====== INPUT

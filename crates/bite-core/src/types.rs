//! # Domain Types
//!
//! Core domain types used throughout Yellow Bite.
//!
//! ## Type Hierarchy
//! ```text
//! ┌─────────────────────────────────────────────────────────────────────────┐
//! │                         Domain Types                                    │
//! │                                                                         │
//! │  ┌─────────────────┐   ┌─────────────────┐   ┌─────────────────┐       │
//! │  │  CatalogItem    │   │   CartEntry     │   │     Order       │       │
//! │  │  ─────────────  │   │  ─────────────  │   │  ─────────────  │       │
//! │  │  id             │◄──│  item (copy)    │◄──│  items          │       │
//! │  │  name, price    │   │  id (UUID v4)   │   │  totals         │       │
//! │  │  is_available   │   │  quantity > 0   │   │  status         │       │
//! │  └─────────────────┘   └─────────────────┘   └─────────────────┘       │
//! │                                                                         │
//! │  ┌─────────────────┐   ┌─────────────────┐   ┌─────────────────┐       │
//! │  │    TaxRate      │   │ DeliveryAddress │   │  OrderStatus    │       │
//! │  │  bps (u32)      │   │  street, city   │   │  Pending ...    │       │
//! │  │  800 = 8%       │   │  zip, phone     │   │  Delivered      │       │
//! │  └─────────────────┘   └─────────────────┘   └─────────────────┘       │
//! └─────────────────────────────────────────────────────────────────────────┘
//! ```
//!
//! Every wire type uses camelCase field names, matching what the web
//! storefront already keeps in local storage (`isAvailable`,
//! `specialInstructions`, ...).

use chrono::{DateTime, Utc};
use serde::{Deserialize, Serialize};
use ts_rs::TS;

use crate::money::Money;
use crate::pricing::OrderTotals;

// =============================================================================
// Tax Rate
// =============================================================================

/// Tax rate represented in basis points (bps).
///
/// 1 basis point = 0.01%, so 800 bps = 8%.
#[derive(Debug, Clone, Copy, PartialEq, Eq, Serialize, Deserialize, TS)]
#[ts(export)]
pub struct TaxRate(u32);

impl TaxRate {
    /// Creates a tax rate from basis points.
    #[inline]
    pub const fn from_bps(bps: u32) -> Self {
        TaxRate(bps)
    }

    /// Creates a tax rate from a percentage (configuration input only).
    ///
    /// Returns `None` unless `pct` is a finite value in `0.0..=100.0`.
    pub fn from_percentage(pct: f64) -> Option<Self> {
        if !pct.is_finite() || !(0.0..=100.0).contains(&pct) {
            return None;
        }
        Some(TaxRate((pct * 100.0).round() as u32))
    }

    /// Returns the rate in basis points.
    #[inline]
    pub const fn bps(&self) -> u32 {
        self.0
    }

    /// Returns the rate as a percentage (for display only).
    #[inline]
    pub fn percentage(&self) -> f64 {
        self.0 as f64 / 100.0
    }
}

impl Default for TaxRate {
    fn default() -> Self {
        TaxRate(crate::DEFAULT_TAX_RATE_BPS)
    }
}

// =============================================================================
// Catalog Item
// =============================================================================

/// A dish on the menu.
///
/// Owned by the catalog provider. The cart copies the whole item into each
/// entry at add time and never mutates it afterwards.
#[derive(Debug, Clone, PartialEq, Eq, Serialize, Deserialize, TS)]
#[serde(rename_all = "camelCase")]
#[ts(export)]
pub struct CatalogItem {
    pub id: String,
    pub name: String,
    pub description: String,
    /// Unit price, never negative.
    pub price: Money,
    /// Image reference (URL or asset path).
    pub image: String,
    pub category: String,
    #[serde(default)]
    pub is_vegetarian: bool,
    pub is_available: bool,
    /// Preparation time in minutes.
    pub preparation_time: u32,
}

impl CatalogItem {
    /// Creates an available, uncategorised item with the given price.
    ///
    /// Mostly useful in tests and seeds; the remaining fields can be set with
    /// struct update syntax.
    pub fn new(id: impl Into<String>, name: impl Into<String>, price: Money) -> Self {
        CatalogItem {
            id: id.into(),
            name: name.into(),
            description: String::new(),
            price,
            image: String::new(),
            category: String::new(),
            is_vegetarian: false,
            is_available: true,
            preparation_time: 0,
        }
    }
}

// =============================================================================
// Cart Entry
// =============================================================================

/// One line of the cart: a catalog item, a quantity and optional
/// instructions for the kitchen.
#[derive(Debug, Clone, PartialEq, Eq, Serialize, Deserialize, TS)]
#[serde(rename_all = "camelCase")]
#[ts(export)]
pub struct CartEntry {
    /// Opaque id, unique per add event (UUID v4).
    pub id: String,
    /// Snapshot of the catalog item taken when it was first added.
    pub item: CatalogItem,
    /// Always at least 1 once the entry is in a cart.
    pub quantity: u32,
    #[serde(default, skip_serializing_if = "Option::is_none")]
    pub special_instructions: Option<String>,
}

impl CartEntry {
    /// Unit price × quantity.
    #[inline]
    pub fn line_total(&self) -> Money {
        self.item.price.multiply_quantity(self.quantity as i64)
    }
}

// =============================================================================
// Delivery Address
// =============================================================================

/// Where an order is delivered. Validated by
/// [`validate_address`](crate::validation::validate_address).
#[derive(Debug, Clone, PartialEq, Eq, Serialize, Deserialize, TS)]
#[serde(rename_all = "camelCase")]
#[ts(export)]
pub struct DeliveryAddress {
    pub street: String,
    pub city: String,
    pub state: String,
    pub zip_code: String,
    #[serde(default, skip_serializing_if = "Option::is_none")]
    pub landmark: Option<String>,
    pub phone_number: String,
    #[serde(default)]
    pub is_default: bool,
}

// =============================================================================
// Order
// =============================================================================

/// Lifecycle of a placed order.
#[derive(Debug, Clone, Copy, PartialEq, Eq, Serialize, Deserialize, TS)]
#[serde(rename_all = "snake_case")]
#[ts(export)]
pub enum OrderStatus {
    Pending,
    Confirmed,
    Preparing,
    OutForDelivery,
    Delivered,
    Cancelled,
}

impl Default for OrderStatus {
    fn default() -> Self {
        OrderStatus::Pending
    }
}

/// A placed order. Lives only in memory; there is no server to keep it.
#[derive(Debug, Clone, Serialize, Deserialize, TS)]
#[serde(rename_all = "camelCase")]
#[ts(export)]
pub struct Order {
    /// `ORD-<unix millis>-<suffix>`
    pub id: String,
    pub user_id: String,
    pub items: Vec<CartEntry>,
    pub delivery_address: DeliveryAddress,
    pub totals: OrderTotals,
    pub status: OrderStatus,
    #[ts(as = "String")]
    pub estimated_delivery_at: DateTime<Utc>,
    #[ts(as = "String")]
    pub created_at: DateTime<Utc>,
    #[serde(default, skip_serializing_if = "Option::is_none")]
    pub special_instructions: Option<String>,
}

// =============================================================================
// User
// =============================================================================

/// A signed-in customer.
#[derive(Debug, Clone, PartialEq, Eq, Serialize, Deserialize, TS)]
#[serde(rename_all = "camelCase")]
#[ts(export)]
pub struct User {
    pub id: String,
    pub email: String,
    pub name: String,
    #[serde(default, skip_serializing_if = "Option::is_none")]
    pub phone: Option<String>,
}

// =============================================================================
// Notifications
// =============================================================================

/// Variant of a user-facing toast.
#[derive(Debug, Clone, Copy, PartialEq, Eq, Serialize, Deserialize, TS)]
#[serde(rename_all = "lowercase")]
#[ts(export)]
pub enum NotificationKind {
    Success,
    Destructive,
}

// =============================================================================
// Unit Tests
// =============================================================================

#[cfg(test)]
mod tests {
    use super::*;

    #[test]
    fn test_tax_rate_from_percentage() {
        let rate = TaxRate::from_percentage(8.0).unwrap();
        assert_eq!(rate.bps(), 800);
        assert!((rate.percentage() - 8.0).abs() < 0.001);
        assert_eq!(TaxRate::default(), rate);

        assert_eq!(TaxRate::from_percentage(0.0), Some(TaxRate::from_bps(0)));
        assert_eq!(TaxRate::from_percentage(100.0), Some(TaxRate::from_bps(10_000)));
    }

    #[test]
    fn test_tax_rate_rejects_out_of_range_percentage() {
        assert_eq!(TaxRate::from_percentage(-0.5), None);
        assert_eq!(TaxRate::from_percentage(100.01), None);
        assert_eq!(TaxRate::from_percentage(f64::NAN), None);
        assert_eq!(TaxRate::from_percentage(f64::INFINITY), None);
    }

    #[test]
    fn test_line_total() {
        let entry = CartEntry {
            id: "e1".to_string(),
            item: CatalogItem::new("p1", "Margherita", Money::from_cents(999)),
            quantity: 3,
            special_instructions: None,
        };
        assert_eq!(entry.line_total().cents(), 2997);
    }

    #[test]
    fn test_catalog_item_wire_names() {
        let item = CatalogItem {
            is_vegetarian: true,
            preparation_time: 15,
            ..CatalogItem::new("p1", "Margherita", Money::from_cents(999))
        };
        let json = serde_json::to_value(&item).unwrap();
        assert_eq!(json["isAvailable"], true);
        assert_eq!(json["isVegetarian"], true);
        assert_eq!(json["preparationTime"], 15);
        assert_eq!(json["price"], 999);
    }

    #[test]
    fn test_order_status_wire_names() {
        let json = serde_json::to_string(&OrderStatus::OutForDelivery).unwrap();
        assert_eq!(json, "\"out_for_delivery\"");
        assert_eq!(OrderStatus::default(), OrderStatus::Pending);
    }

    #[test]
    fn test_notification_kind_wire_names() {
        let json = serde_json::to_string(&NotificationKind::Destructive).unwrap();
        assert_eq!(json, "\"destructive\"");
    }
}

============

> [TASK PROMPT] Where a line in the records above contains the string "placed", copy that line.

> [RESULT]
/// Lifecycle of a placed order.
/// A placed order. Lives only in memory; there is no server to keep it.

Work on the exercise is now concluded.